TASK STATEMENT
Would you please write out each entry precisely as given?

━━━ AVAILABLE DATA

//! Error response formatting middleware
//!
//! Provides standardized error responses with consistent JSON structure,
//! HTTP status codes, error codes, and user-friendly messages.

use crate::error::{AppError, ErrorCode};
use axum::{
    extract::Request,
    http::StatusCode,
    response::{IntoResponse, Response},
    Json,
};
use chrono::Utc;
use serde::{Deserialize, Serialize};

/// Standardized error response structure
///
/// This is returned to clients for all error cases, ensuring
/// consistent error handling across the API.
#[derive(Debug, Clone, Serialize, Deserialize)]
pub struct ErrorResponse {
    /// Machine-readable error code
    pub error: ErrorCode,

    /// Human-readable error message
    pub message: String,

    /// Request ID for debugging and support
    pub request_id: Option<String>,

    /// ISO 8601 timestamp of the error
    pub timestamp: String,

    /// Optional additional details (e.g., validation errors)
    #[serde(skip_serializing_if = "Option::is_none")]
    pub details: Option<serde_json::Value>,

    /// Whether the client should retry the request
    #[serde(skip_serializing_if = "Option::is_none")]
    pub retryable: Option<bool>,
}

impl ErrorResponse {
    /// Create a new error response from an AppError
    pub fn from_app_error(error: &AppError) -> Self {
        Self {
            error: error.error_code(),
            message: error.user_message(),
            request_id: error.request_id.clone(),
            timestamp: Utc::now().to_rfc3339(),
            details: None,
            retryable: Some(error.is_retryable()),
        }
    }

    /// Create an error response with additional details
    pub fn with_details(mut self, details: serde_json::Value) -> Self {
        self.details = Some(details);
        self
    }

    /// Create a generic internal server error response
    pub fn internal_error(request_id: Option<String>) -> Self {
        Self {
            error: ErrorCode::InternalError,
            message: "An internal server error occurred. Please try again later.".to_string(),
            request_id,
            timestamp: Utc::now().to_rfc3339(),
            details: None,
            retryable: Some(false),
        }
    }

    /// Create a validation error response with field details
    pub fn validation_error(request_id: Option<String>, field: &str, message: &str) -> Self {
        Self {
            error: ErrorCode::ValidationError,
            message: format!("Validation failed for field '{}'", field),
            request_id,
            timestamp: Utc::now().to_rfc3339(),
            details: Some(serde_json::json!({
                "field": field,
                "error": message,
            })),
            retryable: Some(false),
        }
    }
}

/// Implement IntoResponse for AppError to automatically convert errors
/// into HTTP responses with proper status codes and JSON formatting
impl IntoResponse for AppError {
    fn into_response(self) -> Response {
        let status_code =
            StatusCode::from_u16(self.status_code()).unwrap_or(StatusCode::INTERNAL_SERVER_ERROR);

        // Log the error with context
        if status_code.is_server_error() {
            tracing::error!(
                error = ?self,
                request_id = ?self.request_id,
                status = %status_code.as_u16(),
                "Server error occurred"
            );
        } else {
            tracing::warn!(
                error = ?self,
                request_id = ?self.request_id,
                status = %status_code.as_u16(),
                "Client error occurred"
            );
        }

        let error_response = ErrorResponse::from_app_error(&self);
        (status_code, Json(error_response)).into_response()
    }
}

/// Middleware for propagating request IDs into error responses.
pub async fn error_handling_middleware(
    request: Request,
    next: axum::middleware::Next,
) -> Result<Response, AppError> {
    let _request_id = request
        .headers()
        .get("x-request-id")
        .and_then(|v| v.to_str().ok())
        .map(|s| s.to_string());

    let response = next.run(request).await;

    Ok(response)
}

/// Create a standardized success response
///
/// Use this for consistent JSON responses across successful operations
pub fn success_response<T: Serialize>(data: T) -> impl IntoResponse {
    Json(serde_json::json!({
        "success": true,
        "data": data,
        "timestamp": Utc::now().to_rfc3339(),
    }))
}

/// Helper to extract request ID from request headers
pub fn get_request_id_from_headers(headers: &axum::http::HeaderMap) -> Option<String> {
    headers
        .get("x-request-id")
        .and_then(|v| v.to_str().ok())
        .map(|s| s.to_string())
}

#[cfg(test)]
mod tests {
    use super::*;
    use crate::error::{AppError, AppErrorKind, DomainError, ValidationError};
    use axum::{http::StatusCode, response::IntoResponse};

    #[test]
    fn test_error_response_from_app_error() {
        let app_error = AppError::new(AppErrorKind::Domain(DomainError::TransactionNotFound {
            reference: "momo_abc".to_string(),
        }))
        .with_request_id("req_123");

        let error_response = ErrorResponse::from_app_error(&app_error);

        assert_eq!(error_response.error, ErrorCode::TransactionNotFound);
        assert_eq!(error_response.request_id, Some("req_123".to_string()));
        assert!(error_response.message.contains("momo_abc"));
    }

    #[test]
    fn test_app_error_into_response() {
        let app_error = AppError::new(AppErrorKind::Validation(ValidationError::InvalidAmount {
            amount: "-100".to_string(),
            reason: "Amount cannot be negative".to_string(),
        }));

        let response = app_error.into_response();
        assert_eq!(response.status(), StatusCode::BAD_REQUEST);
    }

    #[test]
    fn test_internal_error_response() {
        let error = ErrorResponse::internal_error(Some("req_456".to_string()));

        assert_eq!(error.error, ErrorCode::InternalError);
        assert_eq!(error.request_id, Some("req_456".to_string()));
        assert!(error.message.contains("internal server error"));
    }

    #[test]
    fn test_status_code_mapping() {
        let conflict = AppError::new(AppErrorKind::Domain(DomainError::TerminalConflict {
            message: "disputed".to_string(),
        }));
        assert_eq!(conflict.status_code(), 409);

        let invalid_phone = AppError::new(AppErrorKind::Validation(ValidationError::InvalidPhone {
            phone: "12345".to_string(),
            reason: "wrong length".to_string(),
        }));
        assert_eq!(invalid_phone.status_code(), 400);

        let bad_signature =
            AppError::new(AppErrorKind::Validation(ValidationError::InvalidSignature {
                provider: "mtn".to_string(),
            }));
        assert_eq!(bad_signature.status_code(), 401);
    }

    #[tokio::test]
    async fn test_success_response() {
        use serde_json::json;

        let response = success_response(json!({
            "external_ref": "momo_abc",
            "status": "pending"
        }));

        let _resp = response.into_response();
    }
}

━━━━━━

SOLUTION
//! Error response formatting middleware
//!
//! Provides standardized error responses with consistent JSON structure,
//! HTTP status codes, error codes, and user-friendly messages.

use crate::error::{AppError, ErrorCode};
use axum::{
    extract::Request,
    http::StatusCode,
    response::{IntoResponse, Response},
    Json,
};
use chrono::Utc;
use serde::{Deserialize, Serialize};

/// Standardized error response structure
///
/// This is returned to clients for all error cases, ensuring
/// consistent error handling across the API.
#[derive(Debug, Clone, Serialize, Deserialize)]
pub struct ErrorResponse {
    /// Machine-readable error code
    pub error: ErrorCode,

    /// Human-readable error message
    pub message: String,

    /// Request ID for debugging and support
    pub request_id: Option<String>,

    /// ISO 8601 timestamp of the error
    pub timestamp: String,

    /// Optional additional details (e.g., validation errors)
    #[serde(skip_serializing_if = "Option::is_none")]
    pub details: Option<serde_json::Value>,

    /// Whether the client should retry the request
    #[serde(skip_serializing_if = "Option::is_none")]
    pub retryable: Option<bool>,
}

impl ErrorResponse {
    /// Create a new error response from an AppError
    pub fn from_app_error(error: &AppError) -> Self {
        Self {
            error: error.error_code(),
            message: error.user_message(),
            request_id: error.request_id.clone(),
            timestamp: Utc::now().to_rfc3339(),
            details: None,
            retryable: Some(error.is_retryable()),
        }
    }

    /// Create an error response with additional details
    pub fn with_details(mut self, details: serde_json::Value) -> Self {
        self.details = Some(details);
        self
    }

    /// Create a generic internal server error response
    pub fn internal_error(request_id: Option<String>) -> Self {
        Self {
            error: ErrorCode::InternalError,
            message: "An internal server error occurred. Please try again later.".to_string(),
            request_id,
            timestamp: Utc::now().to_rfc3339(),
            details: None,
            retryable: Some(false),
        }
    }

    /// Create a validation error response with field details
    pub fn validation_error(request_id: Option<String>, field: &str, message: &str) -> Self {
        Self {
            error: ErrorCode::ValidationError,
            message: format!("Validation failed for field '{}'", field),
            request_id,
            timestamp: Utc::now().to_rfc3339(),
            details: Some(serde_json::json!({
                "field": field,
                "error": message,
            })),
            retryable: Some(false),
        }
    }
}

/// Implement IntoResponse for AppError to automatically convert errors
/// into HTTP responses with proper status codes and JSON formatting
impl IntoResponse for AppError {
    fn into_response(self) -> Response {
        let status_code =
            StatusCode::from_u16(self.status_code()).unwrap_or(StatusCode::INTERNAL_SERVER_ERROR);

        // Log the error with context
        if status_code.is_server_error() {
            tracing::error!(
                error = ?self,
                request_id = ?self.request_id,
                status = %status_code.as_u16(),
                "Server error occurred"
            );
        } else {
            tracing::warn!(
                error = ?self,
                request_id = ?self.request_id,
                status = %status_code.as_u16(),
                "Client error occurred"
            );
        }

        let error_response = ErrorResponse::from_app_error(&self);
        (status_code, Json(error_response)).into_response()
    }
}

/// Middleware for propagating request IDs into error responses.
pub async fn error_handling_middleware(
    request: Request,
    next: axum::middleware::Next,
) -> Result<Response, AppError> {
    let _request_id = request
        .headers()
        .get("x-request-id")
        .and_then(|v| v.to_str().ok())
        .map(|s| s.to_string());

    let response = next.run(request).await;

    Ok(response)
}

/// Create a standardized success response
///
/// Use this for consistent JSON responses across successful operations
pub fn success_response<T: Serialize>(data: T) -> impl IntoResponse {
    Json(serde_json::json!({
        "success": true,
        "data": data,
        "timestamp": Utc::now().to_rfc3339(),
    }))
}

/// Helper to extract request ID from request headers
pub fn get_request_id_from_headers(headers: &axum::http::HeaderMap) -> Option<String> {
    headers
        .get("x-request-id")
        .and_then(|v| v.to_str().ok())
        .map(|s| s.to_string())
}

#[cfg(test)]
mod tests {
    use super::*;
    use crate::error::{AppError, AppErrorKind, DomainError, ValidationError};
    use axum::{http::StatusCode, response::IntoResponse};

    #[test]
    fn test_error_response_from_app_error() {
        let app_error = AppError::new(AppErrorKind::Domain(DomainError::TransactionNotFound {
            reference: "momo_abc".to_string(),
        }))
        .with_request_id("req_123");

        let error_response = ErrorResponse::from_app_error(&app_error);

        assert_eq!(error_response.error, ErrorCode::TransactionNotFound);
        assert_eq!(error_response.request_id, Some("req_123".to_string()));
        assert!(error_response.message.contains("momo_abc"));
    }

    #[test]
    fn test_app_error_into_response() {
        let app_error = AppError::new(AppErrorKind::Validation(ValidationError::InvalidAmount {
            amount: "-100".to_string(),
            reason: "Amount cannot be negative".to_string(),
        }));

        let response = app_error.into_response();
        assert_eq!(response.status(), StatusCode::BAD_REQUEST);
    }

    #[test]
    fn test_internal_error_response() {
        let error = ErrorResponse::internal_error(Some("req_456".to_string()));

        assert_eq!(error.error, ErrorCode::InternalError);
        assert_eq!(error.request_id, Some("req_456".to_string()));
        assert!(error.message.contains("internal server error"));
    }

    #[test]
    fn test_status_code_mapping() {
        let conflict = AppError::new(AppErrorKind::Domain(DomainError::TerminalConflict {
            message: "disputed".to_string(),
        }));
        assert_eq!(conflict.status_code(), 409);

        let invalid_phone = AppError::new(AppErrorKind::Validation(ValidationError::InvalidPhone {
            phone: "12345".to_string(),
            reason: "wrong length".to_string(),
        }));
        assert_eq!(invalid_phone.status_code(), 400);

        let bad_signature =
            AppError::new(AppErrorKind::Validation(ValidationError::InvalidSignature {
                provider: "mtn".to_string(),
            }));
        assert_eq!(bad_signature.status_code(), 401);
    }

    #[tokio::test]
    async fn test_success_response() {
        use serde_json::json;

        let response = success_response(json!({
            "external_ref": "momo_abc",
            "status": "pending"
        }));

        let _resp = response.into_response();
    }
}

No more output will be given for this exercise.